In patients with underlying heart diseases like hypertensive heart disease, coronary heart disease or dilative cardiomyopathy obstructive sleep-apnea, central sleep-apnea and Cheyne-Stokes-respiration are common finding in polysomnography.

In a lot of these patients it is neither a purely obstructive sleep-apnea syndrome nor a complete Cheyne-Stokes-respiration but a combination of both sleep related respiratory disturbances.

Previous studies showed an improvement of the central respiratory disorder, for example Cheyne-Stokes-respiration, under continuous positive pressure breathing (CPAP) and an improvement of the left ventricular pump function. (Naughton 1995, Tkacova 1997).

However, the recently published CanPAP study could not prove any improvement in the mortality among CPAP therapy patients in comparison to the optimal medical treatment, although under this therapy, the number of breathing disturbances, the oxygen saturation at night and the ejection fraction of the left ventricle showed a significant improvement.(Bradley 2005)

Earlier studies proved the adaptive servo ventilation to be an effective therapy for patients with central sleep-apnea and Cheyne-Stokes-respiration respectively. (Teschler 2001) Teschler's study showed that the adaptive servo ventilation therapy with a reduction of central sleep apnea down to 10/hours succeeded. With the SOMNOvent CR a new therapy-algorithm has been developed for the adaptive servo ventilation in patients with obstructive sleep apnea and Cheyne-Stokes-respiration with underlying heart disease. In the first validation study this therapy was very effective and presented only few adverse effects in the patients. (Galetke 2007)

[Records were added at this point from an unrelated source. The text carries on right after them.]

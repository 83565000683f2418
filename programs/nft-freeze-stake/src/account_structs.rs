use crate::capability::*;
use crate::error::*;
use crate::state::*;
use anchor_lang::prelude::*;
use anchor_spl::associated_token::AssociatedToken;
use anchor_spl::token::{Mint, Token, TokenAccount};

use anchor_lang::solana_program::bpf_loader_upgradeable::{self};

#[derive(Accounts)]
pub struct CreateFtMint<'info> {
    /// CHECK: Created and initialized as a mint by the handler, address pinned by seeds
    #[account(
        mut,
        seeds = [TOKEN_MINT_SEED],
        bump
    )]
    pub token_mint: UncheckedAccount<'info>,

    /// CHECK: This is a PDA that acts as mint authority, validated by seeds constraint
    #[account(
        seeds = [TOKEN_AUTHORITY_SEED],
        bump
    )]
    pub token_authority: UncheckedAccount<'info>,

    #[account(mut)]
    pub payer: Signer<'info>,

    pub token_program: Program<'info, Token>,
    pub system_program: Program<'info, System>,
}

#[derive(Accounts)]
pub struct CreateNftMint<'info> {
    /// CHECK: Created and initialized as a mint by the handler, address pinned by seeds
    #[account(
        mut,
        seeds = [NFT_MINT_SEED],
        bump
    )]
    pub nft_mint: UncheckedAccount<'info>,

    /// CHECK: This is a PDA that acts as mint and freeze authority, validated by seeds constraint
    #[account(
        seeds = [NFT_MINT_AUTHORITY_SEED],
        bump
    )]
    pub nft_mint_authority: UncheckedAccount<'info>,

    #[account(mut)]
    pub payer: Signer<'info>,

    pub token_program: Program<'info, Token>,
    pub system_program: Program<'info, System>,
}

#[derive(Accounts)]
pub struct CreateVault<'info> {
    #[account(
        seeds = [TOKEN_MINT_SEED],
        bump
    )]
    pub token_mint: Account<'info, Mint>,

    /// CHECK: This is a PDA that acts as vault authority, validated by seeds constraint
    /// Only this program can move reward tokens out of the vault
    #[account(
        seeds = [VAULT_AUTHORITY_SEED],
        bump
    )]
    pub vault_authority: UncheckedAccount<'info>,

    /// CHECK: Created and initialized as a token account by the handler, address pinned by seeds
    #[account(
        mut,
        seeds = [VAULT_SEED],
        bump
    )]
    pub vault_token_account: UncheckedAccount<'info>,

    #[account(mut)]
    pub payer: Signer<'info>,

    pub token_program: Program<'info, Token>,
    pub system_program: Program<'info, System>,
}

#[derive(Accounts)]
pub struct CreateUsersTokAcc<'info> {
    #[account(
        seeds = [TOKEN_MINT_SEED],
        bump
    )]
    pub token_mint: Account<'info, Mint>,

    #[account(mut)]
    pub user: Signer<'info>,

    #[account(
        init_if_needed,
        payer = user,
        associated_token::mint = token_mint,
        associated_token::authority = user,
    )]
    pub user_token_account: Account<'info, TokenAccount>,

    pub token_program: Program<'info, Token>,
    pub associated_token_program: Program<'info, AssociatedToken>,
    pub system_program: Program<'info, System>,
}

#[derive(Accounts)]
pub struct CreateUsersNftAcc<'info> {
    #[account(
        seeds = [NFT_MINT_SEED],
        bump
    )]
    pub nft_mint: Account<'info, Mint>,

    #[account(mut)]
    pub user: Signer<'info>,

    #[account(
        init_if_needed,
        payer = user,
        associated_token::mint = nft_mint,
        associated_token::authority = user,
    )]
    pub user_nft_account: Account<'info, TokenAccount>,

    pub token_program: Program<'info, Token>,
    pub associated_token_program: Program<'info, AssociatedToken>,
    pub system_program: Program<'info, System>,
}

#[derive(Accounts)]
pub struct Airdrop<'info> {
    #[account(
        mut,
        seeds = [TOKEN_MINT_SEED],
        bump,
        constraint = token_mint.mint_authority == Some(token_authority.key()).into() @ CustomErrorCode::InvalidAuthority
    )]
    pub token_mint: Account<'info, Mint>,

    /// CHECK: This is a PDA that acts as mint authority, validated by seeds constraint
    #[account(
        seeds = [TOKEN_AUTHORITY_SEED],
        bump
    )]
    pub token_authority: UncheckedAccount<'info>,

    #[account(
        mut,
        seeds = [VAULT_SEED],
        bump,
        constraint = vault_token_account.mint == token_mint.key() @ CustomErrorCode::InvalidMint,
        constraint = vault_token_account.owner == vault_authority.key() @ CustomErrorCode::InvalidAuthority
    )]
    pub vault_token_account: Account<'info, TokenAccount>,

    /// CHECK: This is a PDA vault authority, validated by seeds constraint
    #[account(
        seeds = [VAULT_AUTHORITY_SEED],
        bump
    )]
    pub vault_authority: UncheckedAccount<'info>,

    pub funder: Signer<'info>,

    /// CHECK: This is the program data account that contains the update authority
    #[account(
        constraint = program_data.key() == get_program_data_address(&crate::id()) @ CustomErrorCode::InvalidProgramData
    )]
    pub program_data: UncheckedAccount<'info>,

    pub token_program: Program<'info, Token>,
}

#[derive(Accounts)]
pub struct MintNft<'info> {
    #[account(
        mut,
        seeds = [NFT_MINT_SEED],
        bump
    )]
    pub nft_mint: Account<'info, Mint>,

    /// CHECK: This is a PDA that acts as mint authority, validated by seeds constraint
    #[account(
        seeds = [NFT_MINT_AUTHORITY_SEED],
        bump
    )]
    pub nft_mint_authority: UncheckedAccount<'info>,

    pub user: Signer<'info>,

    #[account(
        mut,
        constraint = user_nft_account.mint == nft_mint.key() @ CustomErrorCode::InvalidMint,
        constraint = user_nft_account.owner == user.key() @ CustomErrorCode::Unauthorized
    )]
    pub user_nft_account: Account<'info, TokenAccount>,

    pub token_program: Program<'info, Token>,
}

#[derive(Accounts)]
pub struct ChangeAuth<'info> {
    #[account(
        mut,
        seeds = [NFT_MINT_SEED],
        bump
    )]
    pub nft_mint: Account<'info, Mint>,

    /// CHECK: This is a PDA that acts as mint authority, validated by seeds constraint
    #[account(
        seeds = [NFT_MINT_AUTHORITY_SEED],
        bump
    )]
    pub nft_mint_authority: UncheckedAccount<'info>,

    pub signer: Signer<'info>,
    pub token_program: Program<'info, Token>,
}

#[derive(Accounts)]
pub struct Stake<'info> {
    #[account(mut)]
    pub user: Signer<'info>,

    #[account(
        seeds = [NFT_MINT_SEED],
        bump,
        constraint = nft_mint.supply == NFT_SUPPLY_CAP @ CustomErrorCode::NftNotMinted
    )]
    pub nft_mint: Account<'info, Mint>,

    #[account(
        constraint = user_nft_account.mint == nft_mint.key() @ CustomErrorCode::InvalidMint,
        constraint = user_nft_account.owner == user.key() @ CustomErrorCode::Unauthorized
    )]
    pub user_nft_account: Account<'info, TokenAccount>,

    #[account(
        init_if_needed,
        payer = user,
        space = StakeInfo::LEN,
        seeds = [STAKE_INFO_SEED],
        bump
    )]
    pub stake_info: Account<'info, StakeInfo>,

    pub system_program: Program<'info, System>,
}

#[derive(Accounts)]
pub struct FreezeUser<'info> {
    #[account(mut)]
    pub user: Signer<'info>,

    /// Allocated on the spot when nothing was ever staked, so the handler can
    /// report `NotStaked`; the failing transaction rolls the allocation back.
    #[account(
        init_if_needed,
        payer = user,
        space = StakeInfo::LEN,
        seeds = [STAKE_INFO_SEED],
        bump
    )]
    pub stake_info: Account<'info, StakeInfo>,

    #[account(
        mut,
        constraint = user_nft_account.mint == nft_mint.key() @ CustomErrorCode::InvalidMint,
        constraint = user_nft_account.owner == user.key() @ CustomErrorCode::Unauthorized
    )]
    pub user_nft_account: Account<'info, TokenAccount>,

    #[account(
        mut,
        seeds = [NFT_MINT_SEED],
        bump
    )]
    pub nft_mint: Account<'info, Mint>,

    /// CHECK: This is a PDA that holds the NFT freeze authority while unstaked
    #[account(
        seeds = [NFT_MINT_AUTHORITY_SEED],
        bump
    )]
    pub nft_mint_authority: UncheckedAccount<'info>,

    /// CHECK: This is a PDA vault authority, validated by seeds constraint
    #[account(
        seeds = [VAULT_AUTHORITY_SEED],
        bump
    )]
    pub vault_authority: UncheckedAccount<'info>,

    pub token_program: Program<'info, Token>,
    pub system_program: Program<'info, System>,
}

#[derive(Accounts)]
pub struct Unstake<'info> {
    #[account(mut)]
    pub user: Signer<'info>,

    #[account(
        init_if_needed,
        payer = user,
        space = StakeInfo::LEN,
        seeds = [STAKE_INFO_SEED],
        bump
    )]
    pub stake_info: Account<'info, StakeInfo>,

    #[account(mut)]
    pub user_nft_account: Account<'info, TokenAccount>,

    #[account(
        seeds = [NFT_MINT_SEED],
        bump
    )]
    pub nft_mint: Account<'info, Mint>,

    /// CHECK: This is a PDA vault authority, validated by seeds constraint
    #[account(
        seeds = [VAULT_AUTHORITY_SEED],
        bump
    )]
    pub vault_authority: UncheckedAccount<'info>,

    pub token_program: Program<'info, Token>,
    pub system_program: Program<'info, System>,
}

#[derive(Accounts)]
pub struct Revoke<'info> {
    #[account(mut)]
    pub user: Signer<'info>,

    #[account(
        init_if_needed,
        payer = user,
        space = StakeInfo::LEN,
        seeds = [STAKE_INFO_SEED],
        bump
    )]
    pub stake_info: Account<'info, StakeInfo>,

    #[account(
        mut,
        seeds = [NFT_MINT_SEED],
        bump
    )]
    pub nft_mint: Account<'info, Mint>,

    /// CHECK: This is a PDA that takes the freeze authority back, validated by seeds constraint
    #[account(
        seeds = [NFT_MINT_AUTHORITY_SEED],
        bump
    )]
    pub nft_mint_authority: UncheckedAccount<'info>,

    /// CHECK: This is a PDA vault authority, validated by seeds constraint
    #[account(
        seeds = [VAULT_AUTHORITY_SEED],
        bump
    )]
    pub vault_authority: UncheckedAccount<'info>,

    pub token_program: Program<'info, Token>,
    pub system_program: Program<'info, System>,
}

#[derive(Accounts)]
pub struct DisburseRewards<'info> {
    #[account(mut)]
    pub user: Signer<'info>,

    /// Allocated on the spot when nothing was ever staked, so the handler can
    /// report `NotStaked`; the failing transaction rolls the allocation back.
    #[account(
        init_if_needed,
        payer = user,
        space = StakeInfo::LEN,
        seeds = [STAKE_INFO_SEED],
        bump
    )]
    pub stake_info: Account<'info, StakeInfo>,

    #[account(
        seeds = [TOKEN_MINT_SEED],
        bump
    )]
    pub token_mint: Account<'info, Mint>,

    #[account(
        mut,
        seeds = [VAULT_SEED],
        bump,
        constraint = vault_token_account.mint == token_mint.key() @ CustomErrorCode::InvalidMint,
        constraint = vault_token_account.owner == vault_authority.key() @ CustomErrorCode::InvalidAuthority
    )]
    pub vault_token_account: Account<'info, TokenAccount>,

    /// CHECK: This is a PDA vault authority, validated by seeds and token account owner constraint
    #[account(
        seeds = [VAULT_AUTHORITY_SEED],
        bump
    )]
    pub vault_authority: UncheckedAccount<'info>,

    #[account(
        mut,
        constraint = user_token_account.mint == token_mint.key() @ CustomErrorCode::InvalidMint,
        constraint = user_token_account.owner == user.key() @ CustomErrorCode::Unauthorized
    )]
    pub user_token_account: Account<'info, TokenAccount>,

    pub token_program: Program<'info, Token>,
    pub system_program: Program<'info, System>,
}

// Helper function to derive the program data address
fn get_program_data_address(program_id: &Pubkey) -> Pubkey {
    Pubkey::find_program_address(&[program_id.as_ref()], &bpf_loader_upgradeable::id()).0
}
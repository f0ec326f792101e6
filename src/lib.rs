//! # ShardKV - A Sharded In-Memory Storage Engine
//!
//! ShardKV is the storage core of a Redis-style in-memory database: a fixed
//! set of shards, each a single Tokio task owning one keyspace partition, with
//! TTL expiry and capacity-driven eviction.
//!
//! ## Features
//!
//! - **Shared-Nothing Shards**: one task per shard, no locks on the hot path
//! - **TTL Support**: lazy expiry on reads plus sampled active expiry on a cron
//! - **Eviction Policies**: simple, random, approximated LRU/LFU, exact batch LRU
//! - **Async I/O**: built on Tokio; callers `await` results from shard loops
//!
//! ## Architecture
//!
//! ```text
//! ┌─────────────────────────────────────────────────────────────────────────┐
//! │                              ShardKV                                    │
//! │                                                                         │
//! │  ┌─────────────┐    ┌──────────────────────────────────────────────┐    │
//! │  │   Caller    │───>│                ShardManager                  │    │
//! │  │ (command    │    │   hash(key) % N                              │    │
//! │  │  layer)     │    │  ┌────────┐ ┌────────┐ ┌────────┐ ┌────────┐ │    │
//! │  └─────────────┘    │  │Shard 0 │ │Shard 1 │ │Shard 2 │ │...N    │ │    │
//! │                     │  │ Store  │ │ Store  │ │ Store  │ │ shards │ │    │
//! │                     │  │ cron   │ │ cron   │ │ cron   │ │        │ │    │
//! │                     │  └────────┘ └────────┘ └────────┘ └────────┘ │    │
//! │                     └──────────────────────────────────────────────┘    │
//! └─────────────────────────────────────────────────────────────────────────┘
//! ```
//!
//! ## Module Overview
//!
//! - [`config`]: engine configuration, environment loading, eviction policies
//! - [`error`]: error types
//! - [`storage`]: the per-shard store, expiry and eviction
//! - [`shard`]: shard loops and the shard manager
//!
//! ## Design Highlights
//!
//! ### Single Writer per Shard
//!
//! Every store is mutated only by its shard's loop. Work arrives over a
//! bounded channel and runs to completion before the next item, so ordering
//! within a shard is strict and the store needs no internal synchronization.
//!
//! ### Lazy + Active Expiry
//!
//! Keys with TTL are expired in two ways:
//! 1. **Lazy**: When a key is accessed, we check if it's expired
//! 2. **Active**: Each shard's cron samples keys and deletes expired ones
//!
//! ### Approximate Recency and Frequency
//!
//! Each object packs a 24-bit seconds clock and an 8-bit logarithmic access
//! counter into one `u32`, which the eviction strategies read lazily.

pub mod config;
pub mod error;
pub mod shard;
pub mod storage;

// Re-export commonly used types for convenience
pub use config::{Config, EvictionPolicy};
pub use error::{ConfigError, ShardError, StoreError};
pub use shard::{ShardManager, ShardThread};
pub use storage::{Object, ObjectType, PutOptions, Store, StoreConfig};

/// Version of ShardKV
pub const VERSION: &str = env!("CARGO_PKG_VERSION");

The goal of the study was to compare this new therapeutic option (SOMNOvent CR) with the established method of continuous positive airway pressure (CPAP) in patients with combination of obstructive sleep-apnea syndrome and Cheyne-Stokes-respiration with underlying heart disease.


Condition Intervention
Heart Diseases
Sleep Apnea, Central
Sleep Apnea, Obstructive
Device: CPAP before SOMNOVentCR
Device: SOMNOventCR before CPAP

Study Type: Interventional
Study Design: Allocation: Randomized
Endpoint Classification: Efficacy Study
Intervention Model: Crossover Assignment
Masking: Single Blind (Investigator)
Primary Purpose: Treatment
Official Title: Crossover Comparison of Treatment With Continuous Positive Airway Pressure and Treatment With Adaptive Servo Ventilation (SOMNOventCR) in Patients With Underlying Heart Disease, Combined Obstructive Sleep Apnea and Cheyne-Stokes Respiration.

Resource links provided by NLM:


Further study details as provided by Wissenschaftliches Institut Bethanien e.V:

Primary Outcome Measures:
  • central apnea-hypopnea-index [ Time Frame: February 2009 ] [ Designated as safety issue: No ]

Secondary Outcome Measures:
  • Total apnea-hypopnea-index, minimum and mean oxygen saturation, compliance, subjective satisfaction with the therapy (questionnaire), left ventricular ejection fraction , six minutes walking distances. [ Time Frame: February 2009 ] [ Designated as safety issue: No ]

Enrollment: 40
Study Start Date: May 2008
Study Completion Date: October 2009
Primary Completion Date: February 2009 (Final data collection date for primary outcome measure)
Arms Assigned Interventions
Experimental: CPAP before SOMNOVentCR
started with CPAP and continued with SOMNOvent CR
Device: CPAP before SOMNOVentCR
4 weeks CPAP treatment, 1 week wash out period, 4 weeks SOMNOventCR treatment
Experimental: SOMNOVentCR before CPAP
began with SOMNOvent CR and ended with CPAP
Device: SOMNOventCR before CPAP
4 weeks SOMNOventCR treatment, 1 week wash out period, 4 weeks CPAP treatment

Detailed Description:

Patients who meet all the above mentioned criteria and who were diagnosed as sleep-apnoea syndrome patients in our hospital were asked to participate in the study.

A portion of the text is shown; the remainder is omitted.